═════ Task inputs

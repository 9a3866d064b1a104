//! WASM exports for the critter simulation.
//!
//! The host calls `sim_init` once with the config and level JSON, then
//! `sim_tick` from its frame callback, and reads agent records straight out
//! of linear memory through the pointer accessors.

pub mod runner;

pub use runner::SimRunner;

use std::cell::RefCell;

use wasm_bindgen::prelude::*;

thread_local! {
    static RUNNER: RefCell<Option<SimRunner>> = const { RefCell::new(None) };
}

/// Run `f` against the runner, or return `None` before `sim_init` succeeded.
fn with_runner<R>(f: impl FnOnce(&mut SimRunner) -> R) -> Option<R> {
    RUNNER.with(|cell| cell.borrow_mut().as_mut().map(f))
}

#[wasm_bindgen]
pub fn sim_init(config_json: &str, level_json: &str) -> Result<(), JsValue> {
    console_error_panic_hook::set_once();
    let _ = console_log::init_with_level(log::Level::Info);

    // Browsers give the simulation no entropy source; the clock seeds unseeded configs.
    let default_seed = js_sys::Date::now() as u64;
    let runner = SimRunner::from_json(config_json, level_json, default_seed).map_err(|e| {
        log::error!("critter-sim: init failed: {}", e);
        JsValue::from_str(&e.to_string())
    })?;
    RUNNER.with(|cell| {
        *cell.borrow_mut() = Some(runner);
    });
    log::info!("critter-sim: initialized");
    Ok(())
}

/// Advance by one rendered frame. Returns the number of fixed ticks run.
#[wasm_bindgen]
pub fn sim_tick(dt: f32) -> u32 {
    with_runner(|r| r.tick(dt)).unwrap_or(0)
}

#[wasm_bindgen]
pub fn sim_kill(id: u32) -> bool {
    with_runner(|r| r.kill(id)).unwrap_or(false)
}

// ---- Data accessors ----

#[wasm_bindgen]
pub fn get_alive_count() -> u32 {
    with_runner(|r| r.alive_count()).unwrap_or(0)
}

#[wasm_bindgen]
pub fn get_header_ptr() -> *const f32 {
    with_runner(|r| r.header_ptr()).unwrap_or(std::ptr::null())
}

#[wasm_bindgen]
pub fn get_agents_ptr() -> *const f32 {
    with_runner(|r| r.agents_ptr()).unwrap_or(std::ptr::null())
}

#[wasm_bindgen]
pub fn get_agent_count() -> u32 {
    with_runner(|r| r.agent_count()).unwrap_or(0)
}

#[wasm_bindgen]
pub fn get_max_agents() -> u32 {
    with_runner(|r| r.max_agents()).unwrap_or(0)
}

══════════

## Task item
Reproduce, word for word and in full, only the lines above that start at the line with "let default_seed = js_sys::Date::now()" and run through the line with "pub fn get_header_ptr()", both ends included.

## Written response
    let default_seed = js_sys::Date::now() as u64;
    let runner = SimRunner::from_json(config_json, level_json, default_seed).map_err(|e| {
        log::error!("critter-sim: init failed: {}", e);
        JsValue::from_str(&e.to_string())
    })?;
    RUNNER.with(|cell| {
        *cell.borrow_mut() = Some(runner);
    });
    log::info!("critter-sim: initialized");
    Ok(())
}

/// Advance by one rendered frame. Returns the number of fixed ticks run.
#[wasm_bindgen]
pub fn sim_tick(dt: f32) -> u32 {
    with_runner(|r| r.tick(dt)).unwrap_or(0)
}

#[wasm_bindgen]
pub fn sim_kill(id: u32) -> bool {
    with_runner(|r| r.kill(id)).unwrap_or(false)
}

// ---- Data accessors ----

#[wasm_bindgen]
pub fn get_alive_count() -> u32 {
    with_runner(|r| r.alive_count()).unwrap_or(0)
}

#[wasm_bindgen]
pub fn get_header_ptr() -> *const f32 {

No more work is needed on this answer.